Huyó a Valencia, pero el gobierno no la dejó coger un barco a América, por lo que tuvo que ir a Génova, y de ahí con su familia a Lausana, en Suiza. Encontró refugio en casa de su amiga Antoinette Quinche. Allí se puso a escribir el libro antes citado, como un testimonio más de la desesperación y el sentimiento de fracaso que los republicanos históricos mostraron en aquellos días. Fue entonces cuando se separó del izquierdismo, que había perdido la República más que los golpistas. Campoamor se acogió entonces a un liberalismo republicano, laico y modernizador, similar al primer Partido Radical, pero muy alejado de aquellos con los que quiso compartir lista desde 1935.

Campoamor abandonó Suiza en 1938 rumbo a Argentina, donde estuvo hasta 1955. Trabajó para editoriales traduciendo del francés, y dejó la política. de estos años son sus obras La Marina argentina en el drama español, y Heroísmo criollo, con anécdotas de los exiliados republicanos. Biografió a Concepción Arenal, en 1943, y a Quevedo dos años después. Pero su deseo era volver a España. Los expedientes policiales la tachaban de francmasona y socialista. Intentó arreglar su situación en 1947 con una estancia breve en Madrid. Solicitó ayuda a Gregorio Marañón, que ni contestó, y de nuevo partió a Argentina. Regresó a Madrid en dos ocasiones más, aunque pesaba sobre ella una pena de diez años de prisión. Era imposible.

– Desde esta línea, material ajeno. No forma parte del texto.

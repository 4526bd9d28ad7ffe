//! Optimistic transactions over a [`DocumentStore`].
//!
//! A [`Transaction`] records the version of every document it reads and
//! stages its writes in memory. On commit the reads become preconditions of
//! a single [`WriteBatch`], so the commit fails with a concurrency conflict
//! if anything it looked at changed in the meantime. [`with_retry`] reruns
//! the whole read-validate-write closure when that happens.

use std::collections::{BTreeMap, HashMap};
use std::future::Future;
use std::time::Duration;

use doc_store::{
    CommittedWrite, Document, DocumentKey, DocumentQuery, DocumentStore, Precondition, Version,
    WriteBatch, WriteOp,
};
use serde::Serialize;
use serde_json::Value;
use tracing::{debug, warn};

use crate::error::{LedgerError, Result};

#[derive(Debug, Clone)]
enum Staged {
    Put(Value),
    Insert(Value),
    Delete,
}

/// A unit of work whose reads and writes commit atomically.
pub struct Transaction<'s, S: DocumentStore + ?Sized> {
    store: &'s S,
    reads: HashMap<DocumentKey, Option<Document>>,
    writes: BTreeMap<DocumentKey, Staged>,
}

impl<'s, S: DocumentStore + ?Sized> Transaction<'s, S> {
    /// Starts an empty transaction against `store`.
    pub fn new(store: &'s S) -> Self {
        Self {
            store,
            reads: HashMap::new(),
            writes: BTreeMap::new(),
        }
    }

    /// Reads a document, seeing this transaction's own staged writes.
    pub async fn get(&mut self, key: &DocumentKey) -> Result<Option<Document>> {
        let observed = self.observe(key).await?;
        Ok(match self.writes.get(key) {
            Some(Staged::Put(body)) | Some(Staged::Insert(body)) => Some(Document::new(
                key.clone(),
                observed.map(|d| d.version).unwrap_or_else(Version::initial),
                body.clone(),
            )),
            Some(Staged::Delete) => None,
            None => observed,
        })
    }

    /// Runs a query and records every returned document as read.
    ///
    /// Staged writes in the queried collection are overlaid on the result.
    /// Documents inserted by other clients after the query are not detected.
    pub async fn query(&mut self, query: DocumentQuery) -> Result<Vec<Document>> {
        let found = self.store.query(query.clone()).await?;

        let mut by_key: BTreeMap<DocumentKey, Document> = BTreeMap::new();
        for document in found {
            let document = match self.reads.get(&document.key) {
                Some(Some(cached)) => cached.clone(),
                Some(None) => continue,
                None => {
                    self.reads
                        .insert(document.key.clone(), Some(document.clone()));
                    document
                }
            };
            by_key.insert(document.key.clone(), document);
        }

        for (key, staged) in &self.writes {
            if key.collection != query.collection {
                continue;
            }
            match staged {
                Staged::Delete => {
                    by_key.remove(key);
                }
                Staged::Put(body) | Staged::Insert(body) => {
                    let version = by_key
                        .get(key)
                        .map(|d| d.version)
                        .unwrap_or_else(Version::initial);
                    let candidate = Document::new(key.clone(), version, body.clone());
                    if query.matches(&candidate) {
                        by_key.insert(key.clone(), candidate);
                    } else {
                        by_key.remove(key);
                    }
                }
            }
        }

        Ok(by_key.into_values().collect())
    }

    /// Stages a write that replaces the document if it exists or creates it.
    pub fn put<T: Serialize>(&mut self, key: DocumentKey, body: &T) -> Result<()> {
        let body = serde_json::to_value(body)?;
        let staged = match self.writes.get(&key) {
            Some(Staged::Insert(_)) => Staged::Insert(body),
            _ => Staged::Put(body),
        };
        self.writes.insert(key, staged);
        Ok(())
    }

    /// Stages a write that requires the document not to exist at commit time.
    pub fn insert<T: Serialize>(&mut self, key: DocumentKey, body: &T) -> Result<()> {
        self.writes.insert(key, Staged::Insert(serde_json::to_value(body)?));
        Ok(())
    }

    /// Stages a delete.
    pub fn delete(&mut self, key: DocumentKey) {
        if let Some(Staged::Insert(_)) = self.writes.get(&key) {
            self.writes.remove(&key);
        } else {
            self.writes.insert(key, Staged::Delete);
        }
    }

    /// Returns true if nothing has been staged.
    pub fn is_read_only(&self) -> bool {
        self.writes.is_empty()
    }

    /// Builds the batch this transaction would commit.
    pub fn to_batch(&self) -> WriteBatch {
        let mut batch = WriteBatch::new();

        for (key, staged) in &self.writes {
            let read = self.read_precondition(key);
            let op = match staged {
                Staged::Insert(body) => WriteOp::Put {
                    key: key.clone(),
                    body: body.clone(),
                    precondition: Precondition::Absent,
                },
                Staged::Put(body) => WriteOp::Put {
                    key: key.clone(),
                    body: body.clone(),
                    precondition: read.unwrap_or(Precondition::Any),
                },
                Staged::Delete => WriteOp::Delete {
                    key: key.clone(),
                    precondition: read.unwrap_or(Precondition::Any),
                },
            };
            batch.push(op);
        }

        let mut checked: Vec<&DocumentKey> = self
            .reads
            .keys()
            .filter(|key| !self.writes.contains_key(*key))
            .collect();
        checked.sort();
        for key in checked {
            if let Some(precondition) = self.read_precondition(key) {
                batch.push(WriteOp::Check {
                    key: key.clone(),
                    precondition,
                });
            }
        }

        batch
    }

    /// Commits staged writes under the preconditions of every read.
    ///
    /// A transaction that staged nothing commits nothing.
    pub async fn commit(self) -> Result<Vec<CommittedWrite>> {
        if self.is_read_only() {
            return Ok(Vec::new());
        }
        let batch = self.to_batch();
        debug!(ops = batch.len(), "committing transaction");
        Ok(self.store.commit(batch).await?)
    }

    async fn observe(&mut self, key: &DocumentKey) -> Result<Option<Document>> {
        if let Some(cached) = self.reads.get(key) {
            return Ok(cached.clone());
        }
        let document = self.store.get(key).await?;
        self.reads.insert(key.clone(), document.clone());
        Ok(document)
    }

    fn read_precondition(&self, key: &DocumentKey) -> Option<Precondition> {
        self.reads.get(key).map(|observed| match observed {
            Some(document) => Precondition::observed(document.version),
            None => Precondition::Absent,
        })
    }
}

/// Bounded retry with exponential backoff for conflicting transactions.
#[derive(Debug, Clone, Copy, PartialEq, Eq)]
pub struct RetryPolicy {
    /// Total attempts, including the first.
    pub max_attempts: u32,
    /// Delay before the second attempt.
    pub base_delay: Duration,
    /// Upper bound on any single delay.
    pub max_delay: Duration,
}

impl Default for RetryPolicy {
    fn default() -> Self {
        Self {
            max_attempts: 5,
            base_delay: Duration::from_millis(10),
            max_delay: Duration::from_millis(200),
        }
    }
}

impl RetryPolicy {
    /// A policy that gives up on the first conflict.
    pub fn no_retry() -> Self {
        Self {
            max_attempts: 1,
            base_delay: Duration::ZERO,
            max_delay: Duration::ZERO,
        }
    }

    /// Delay to wait after the given failed attempt (1-based).
    pub fn delay_for(&self, attempt: u32) -> Duration {
        let exponent = attempt.saturating_sub(1).min(16);
        self.base_delay
            .saturating_mul(1u32 << exponent)
            .min(self.max_delay)
    }
}

/// Runs `operation` until it succeeds, fails with a non-conflict error,
/// or the policy's attempts are exhausted.
///
/// Each invocation of `attempt` must build a fresh [`Transaction`] so that
/// every retry re-reads current state.
pub async fn with_retry<T, F, Fut>(
    policy: &RetryPolicy,
    operation: &'static str,
    mut attempt: F,
) -> Result<T>
where
    F: FnMut() -> Fut,
    Fut: Future<Output = Result<T>>,
{
    let max_attempts = policy.max_attempts.max(1);
    let mut tries = 1;

    loop {
        match attempt().await {
            Err(error) if error.is_conflict() => {
                metrics::counter!("ledger_transaction_conflicts_total", "operation" => operation)
                    .increment(1);

                if tries >= max_attempts {
                    warn!(operation, attempts = tries, "giving up after repeated conflicts");
                    return Err(LedgerError::TransactionConflict { attempts: tries });
                }

                let delay = policy.delay_for(tries);
                debug!(operation, attempt = tries, ?delay, %error, "conflict, retrying");
                tokio::time::sleep(delay).await;
                tries += 1;
            }
            other => return other,
        }
    }
}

Se instaló definitivamente en Suiza, donde encontró que a la mujer —que no accedió al voto hasta 1971—, solo le importaba «la casa y la cocina» y «tiene el pensamiento al ralentí». Seguía el acontecer de la España bajo la dictadura de Franco, diciendo, con un enorme pesimismo: «Cierto que no hay otro país como el nuestro para el paso atrás y la vuelta al Medievo». Pero sentía una enorme pena por no volver a España. Escribió que «Si pudiera de vez en cuando darme una vuelta por ahí…».

Perdió la vista en 1971, y un cáncer acabó con su vida en Lausana. Falleció a los 84 años. Solo quiso que sus cenizas reposaran en aquella ciudad costera que la enamoró siendo una jovencita. Y allí fueron, al cementerio de Polloe, en San Sebastián.